Task instructions: Output every record word for word.

*** Begin section ***

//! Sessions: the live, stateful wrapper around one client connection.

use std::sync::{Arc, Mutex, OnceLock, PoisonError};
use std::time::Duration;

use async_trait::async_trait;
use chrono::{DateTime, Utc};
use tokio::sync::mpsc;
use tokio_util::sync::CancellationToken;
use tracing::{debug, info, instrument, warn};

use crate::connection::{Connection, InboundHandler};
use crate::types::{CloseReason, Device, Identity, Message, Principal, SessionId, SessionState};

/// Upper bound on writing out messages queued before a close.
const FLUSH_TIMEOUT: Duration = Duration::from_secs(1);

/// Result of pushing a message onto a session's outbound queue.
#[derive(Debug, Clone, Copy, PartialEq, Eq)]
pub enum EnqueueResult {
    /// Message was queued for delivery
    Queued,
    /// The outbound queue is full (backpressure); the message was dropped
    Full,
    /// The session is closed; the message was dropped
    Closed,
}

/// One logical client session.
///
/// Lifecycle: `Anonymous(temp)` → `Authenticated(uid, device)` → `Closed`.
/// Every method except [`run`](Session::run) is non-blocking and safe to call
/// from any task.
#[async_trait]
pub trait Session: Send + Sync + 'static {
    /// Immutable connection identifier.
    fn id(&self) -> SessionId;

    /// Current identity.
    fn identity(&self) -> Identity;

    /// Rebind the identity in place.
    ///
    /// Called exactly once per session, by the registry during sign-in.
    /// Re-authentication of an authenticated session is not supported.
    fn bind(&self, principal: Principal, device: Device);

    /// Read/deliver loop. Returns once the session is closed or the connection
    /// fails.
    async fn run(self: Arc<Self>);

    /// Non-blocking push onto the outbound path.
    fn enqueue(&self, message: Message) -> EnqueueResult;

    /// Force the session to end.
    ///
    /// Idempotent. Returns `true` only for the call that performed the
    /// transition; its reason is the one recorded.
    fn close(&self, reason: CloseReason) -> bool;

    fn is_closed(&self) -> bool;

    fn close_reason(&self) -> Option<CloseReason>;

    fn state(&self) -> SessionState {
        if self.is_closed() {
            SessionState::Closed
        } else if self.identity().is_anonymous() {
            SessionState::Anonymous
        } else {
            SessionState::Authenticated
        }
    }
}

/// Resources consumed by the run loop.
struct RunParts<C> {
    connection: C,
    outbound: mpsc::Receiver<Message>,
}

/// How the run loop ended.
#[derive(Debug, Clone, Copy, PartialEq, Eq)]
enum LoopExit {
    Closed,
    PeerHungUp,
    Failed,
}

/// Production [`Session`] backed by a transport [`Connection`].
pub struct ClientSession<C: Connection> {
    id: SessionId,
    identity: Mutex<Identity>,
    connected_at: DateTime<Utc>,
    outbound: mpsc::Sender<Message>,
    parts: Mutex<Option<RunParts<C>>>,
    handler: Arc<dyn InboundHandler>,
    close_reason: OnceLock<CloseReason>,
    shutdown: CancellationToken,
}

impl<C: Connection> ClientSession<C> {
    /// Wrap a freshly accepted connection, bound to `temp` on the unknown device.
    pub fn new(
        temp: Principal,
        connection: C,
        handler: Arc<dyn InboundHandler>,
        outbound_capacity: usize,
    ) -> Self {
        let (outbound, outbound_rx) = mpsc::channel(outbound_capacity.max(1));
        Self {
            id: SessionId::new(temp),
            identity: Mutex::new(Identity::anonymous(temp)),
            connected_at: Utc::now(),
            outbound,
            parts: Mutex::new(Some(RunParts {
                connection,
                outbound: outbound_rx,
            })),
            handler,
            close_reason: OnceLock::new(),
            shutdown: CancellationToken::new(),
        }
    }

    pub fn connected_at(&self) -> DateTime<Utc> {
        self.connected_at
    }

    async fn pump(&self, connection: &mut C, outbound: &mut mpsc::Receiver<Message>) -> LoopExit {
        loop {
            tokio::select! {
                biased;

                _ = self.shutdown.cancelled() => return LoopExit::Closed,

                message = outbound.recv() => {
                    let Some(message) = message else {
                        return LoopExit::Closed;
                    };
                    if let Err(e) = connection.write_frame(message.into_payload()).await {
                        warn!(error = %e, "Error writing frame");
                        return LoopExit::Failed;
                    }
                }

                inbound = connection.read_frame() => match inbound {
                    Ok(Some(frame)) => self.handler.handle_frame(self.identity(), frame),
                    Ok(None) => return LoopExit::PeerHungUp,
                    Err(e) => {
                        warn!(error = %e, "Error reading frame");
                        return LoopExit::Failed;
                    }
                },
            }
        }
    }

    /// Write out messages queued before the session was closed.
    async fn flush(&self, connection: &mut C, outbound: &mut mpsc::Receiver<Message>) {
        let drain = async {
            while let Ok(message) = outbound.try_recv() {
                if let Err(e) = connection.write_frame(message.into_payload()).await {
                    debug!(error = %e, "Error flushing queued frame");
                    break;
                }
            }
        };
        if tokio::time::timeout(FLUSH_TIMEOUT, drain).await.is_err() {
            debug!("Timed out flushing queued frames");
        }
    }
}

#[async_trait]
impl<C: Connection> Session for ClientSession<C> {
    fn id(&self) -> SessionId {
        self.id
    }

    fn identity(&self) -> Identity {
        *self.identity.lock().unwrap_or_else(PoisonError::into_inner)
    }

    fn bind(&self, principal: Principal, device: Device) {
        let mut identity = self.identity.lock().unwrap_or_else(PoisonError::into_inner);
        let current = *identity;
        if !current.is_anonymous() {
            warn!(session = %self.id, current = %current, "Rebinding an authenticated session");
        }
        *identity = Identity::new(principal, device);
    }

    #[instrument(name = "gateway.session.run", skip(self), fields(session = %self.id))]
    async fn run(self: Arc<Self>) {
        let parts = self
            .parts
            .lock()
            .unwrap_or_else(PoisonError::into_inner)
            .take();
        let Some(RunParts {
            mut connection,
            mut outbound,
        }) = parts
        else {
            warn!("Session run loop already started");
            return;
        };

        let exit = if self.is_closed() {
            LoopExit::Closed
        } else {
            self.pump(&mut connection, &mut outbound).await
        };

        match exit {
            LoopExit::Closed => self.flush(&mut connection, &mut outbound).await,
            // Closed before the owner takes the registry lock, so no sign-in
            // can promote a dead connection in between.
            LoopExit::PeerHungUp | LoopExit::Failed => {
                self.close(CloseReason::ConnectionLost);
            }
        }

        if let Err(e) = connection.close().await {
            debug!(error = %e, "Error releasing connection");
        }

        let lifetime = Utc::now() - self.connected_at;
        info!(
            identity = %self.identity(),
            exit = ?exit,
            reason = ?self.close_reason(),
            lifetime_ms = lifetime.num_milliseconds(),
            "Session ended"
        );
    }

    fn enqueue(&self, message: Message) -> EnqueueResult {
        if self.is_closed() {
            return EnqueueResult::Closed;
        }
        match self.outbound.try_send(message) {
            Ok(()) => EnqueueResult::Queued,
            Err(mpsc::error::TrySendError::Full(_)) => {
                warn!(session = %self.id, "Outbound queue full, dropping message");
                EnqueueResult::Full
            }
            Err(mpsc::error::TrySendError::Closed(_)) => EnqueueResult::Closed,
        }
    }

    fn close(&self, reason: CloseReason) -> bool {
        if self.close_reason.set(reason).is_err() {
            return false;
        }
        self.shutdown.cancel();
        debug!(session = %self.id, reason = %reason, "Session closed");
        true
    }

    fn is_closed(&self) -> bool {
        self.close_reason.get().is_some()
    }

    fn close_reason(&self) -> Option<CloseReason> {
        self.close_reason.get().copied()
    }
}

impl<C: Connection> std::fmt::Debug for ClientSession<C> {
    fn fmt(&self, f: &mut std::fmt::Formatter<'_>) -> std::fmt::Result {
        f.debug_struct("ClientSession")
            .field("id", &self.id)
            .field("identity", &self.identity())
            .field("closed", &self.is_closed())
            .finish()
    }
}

*** End section ***

Exercise solution:
//! Sessions: the live, stateful wrapper around one client connection.

use std::sync::{Arc, Mutex, OnceLock, PoisonError};
use std::time::Duration;

use async_trait::async_trait;
use chrono::{DateTime, Utc};
use tokio::sync::mpsc;
use tokio_util::sync::CancellationToken;
use tracing::{debug, info, instrument, warn};

use crate::connection::{Connection, InboundHandler};
use crate::types::{CloseReason, Device, Identity, Message, Principal, SessionId, SessionState};

/// Upper bound on writing out messages queued before a close.
const FLUSH_TIMEOUT: Duration = Duration::from_secs(1);

/// Result of pushing a message onto a session's outbound queue.
#[derive(Debug, Clone, Copy, PartialEq, Eq)]
pub enum EnqueueResult {
    /// Message was queued for delivery
    Queued,
    /// The outbound queue is full (backpressure); the message was dropped
    Full,
    /// The session is closed; the message was dropped
    Closed,
}

/// One logical client session.
///
/// Lifecycle: `Anonymous(temp)` → `Authenticated(uid, device)` → `Closed`.
/// Every method except [`run`](Session::run) is non-blocking and safe to call
/// from any task.
#[async_trait]
pub trait Session: Send + Sync + 'static {
    /// Immutable connection identifier.
    fn id(&self) -> SessionId;

    /// Current identity.
    fn identity(&self) -> Identity;

    /// Rebind the identity in place.
    ///
    /// Called exactly once per session, by the registry during sign-in.
    /// Re-authentication of an authenticated session is not supported.
    fn bind(&self, principal: Principal, device: Device);

    /// Read/deliver loop. Returns once the session is closed or the connection
    /// fails.
    async fn run(self: Arc<Self>);

    /// Non-blocking push onto the outbound path.
    fn enqueue(&self, message: Message) -> EnqueueResult;

    /// Force the session to end.
    ///
    /// Idempotent. Returns `true` only for the call that performed the
    /// transition; its reason is the one recorded.
    fn close(&self, reason: CloseReason) -> bool;

    fn is_closed(&self) -> bool;

    fn close_reason(&self) -> Option<CloseReason>;

    fn state(&self) -> SessionState {
        if self.is_closed() {
            SessionState::Closed
        } else if self.identity().is_anonymous() {
            SessionState::Anonymous
        } else {
            SessionState::Authenticated
        }
    }
}

/// Resources consumed by the run loop.
struct RunParts<C> {
    connection: C,
    outbound: mpsc::Receiver<Message>,
}

/// How the run loop ended.
#[derive(Debug, Clone, Copy, PartialEq, Eq)]
enum LoopExit {
    Closed,
    PeerHungUp,
    Failed,
}

/// Production [`Session`] backed by a transport [`Connection`].
pub struct ClientSession<C: Connection> {
    id: SessionId,
    identity: Mutex<Identity>,
    connected_at: DateTime<Utc>,
    outbound: mpsc::Sender<Message>,
    parts: Mutex<Option<RunParts<C>>>,
    handler: Arc<dyn InboundHandler>,
    close_reason: OnceLock<CloseReason>,
    shutdown: CancellationToken,
}

impl<C: Connection> ClientSession<C> {
    /// Wrap a freshly accepted connection, bound to `temp` on the unknown device.
    pub fn new(
        temp: Principal,
        connection: C,
        handler: Arc<dyn InboundHandler>,
        outbound_capacity: usize,
    ) -> Self {
        let (outbound, outbound_rx) = mpsc::channel(outbound_capacity.max(1));
        Self {
            id: SessionId::new(temp),
            identity: Mutex::new(Identity::anonymous(temp)),
            connected_at: Utc::now(),
            outbound,
            parts: Mutex::new(Some(RunParts {
                connection,
                outbound: outbound_rx,
            })),
            handler,
            close_reason: OnceLock::new(),
            shutdown: CancellationToken::new(),
        }
    }

    pub fn connected_at(&self) -> DateTime<Utc> {
        self.connected_at
    }

    async fn pump(&self, connection: &mut C, outbound: &mut mpsc::Receiver<Message>) -> LoopExit {
        loop {
            tokio::select! {
                biased;

                _ = self.shutdown.cancelled() => return LoopExit::Closed,

                message = outbound.recv() => {
                    let Some(message) = message else {
                        return LoopExit::Closed;
                    };
                    if let Err(e) = connection.write_frame(message.into_payload()).await {
                        warn!(error = %e, "Error writing frame");
                        return LoopExit::Failed;
                    }
                }

                inbound = connection.read_frame() => match inbound {
                    Ok(Some(frame)) => self.handler.handle_frame(self.identity(), frame),
                    Ok(None) => return LoopExit::PeerHungUp,
                    Err(e) => {
                        warn!(error = %e, "Error reading frame");
                        return LoopExit::Failed;
                    }
                },
            }
        }
    }

    /// Write out messages queued before the session was closed.
    async fn flush(&self, connection: &mut C, outbound: &mut mpsc::Receiver<Message>) {
        let drain = async {
            while let Ok(message) = outbound.try_recv() {
                if let Err(e) = connection.write_frame(message.into_payload()).await {
                    debug!(error = %e, "Error flushing queued frame");
                    break;
                }
            }
        };
        if tokio::time::timeout(FLUSH_TIMEOUT, drain).await.is_err() {
            debug!("Timed out flushing queued frames");
        }
    }
}

#[async_trait]
impl<C: Connection> Session for ClientSession<C> {
    fn id(&self) -> SessionId {
        self.id
    }

    fn identity(&self) -> Identity {
        *self.identity.lock().unwrap_or_else(PoisonError::into_inner)
    }

    fn bind(&self, principal: Principal, device: Device) {
        let mut identity = self.identity.lock().unwrap_or_else(PoisonError::into_inner);
        let current = *identity;
        if !current.is_anonymous() {
            warn!(session = %self.id, current = %current, "Rebinding an authenticated session");
        }
        *identity = Identity::new(principal, device);
    }

    #[instrument(name = "gateway.session.run", skip(self), fields(session = %self.id))]
    async fn run(self: Arc<Self>) {
        let parts = self
            .parts
            .lock()
            .unwrap_or_else(PoisonError::into_inner)
            .take();
        let Some(RunParts {
            mut connection,
            mut outbound,
        }) = parts
        else {
            warn!("Session run loop already started");
            return;
        };

        let exit = if self.is_closed() {
            LoopExit::Closed
        } else {
            self.pump(&mut connection, &mut outbound).await
        };

        match exit {
            LoopExit::Closed => self.flush(&mut connection, &mut outbound).await,
            // Closed before the owner takes the registry lock, so no sign-in
            // can promote a dead connection in between.
            LoopExit::PeerHungUp | LoopExit::Failed => {
                self.close(CloseReason::ConnectionLost);
            }
        }

        if let Err(e) = connection.close().await {
            debug!(error = %e, "Error releasing connection");
        }

        let lifetime = Utc::now() - self.connected_at;
        info!(
            identity = %self.identity(),
            exit = ?exit,
            reason = ?self.close_reason(),
            lifetime_ms = lifetime.num_milliseconds(),
            "Session ended"
        );
    }

    fn enqueue(&self, message: Message) -> EnqueueResult {
        if self.is_closed() {
            return EnqueueResult::Closed;
        }
        match self.outbound.try_send(message) {
            Ok(()) => EnqueueResult::Queued,
            Err(mpsc::error::TrySendError::Full(_)) => {
                warn!(session = %self.id, "Outbound queue full, dropping message");
                EnqueueResult::Full
            }
            Err(mpsc::error::TrySendError::Closed(_)) => EnqueueResult::Closed,
        }
    }

    fn close(&self, reason: CloseReason) -> bool {
        if self.close_reason.set(reason).is_err() {
            return false;
        }
        self.shutdown.cancel();
        debug!(session = %self.id, reason = %reason, "Session closed");
        true
    }

    fn is_closed(&self) -> bool {
        self.close_reason.get().is_some()
    }

    fn close_reason(&self) -> Option<CloseReason> {
        self.close_reason.get().copied()
    }
}

impl<C: Connection> std::fmt::Debug for ClientSession<C> {
    fn fmt(&self, f: &mut std::fmt::Formatter<'_>) -> std::fmt::Result {
        f.debug_struct("ClientSession")
            .field("id", &self.id)
            .field("identity", &self.identity())
            .field("closed", &self.is_closed())
            .finish()
    }
}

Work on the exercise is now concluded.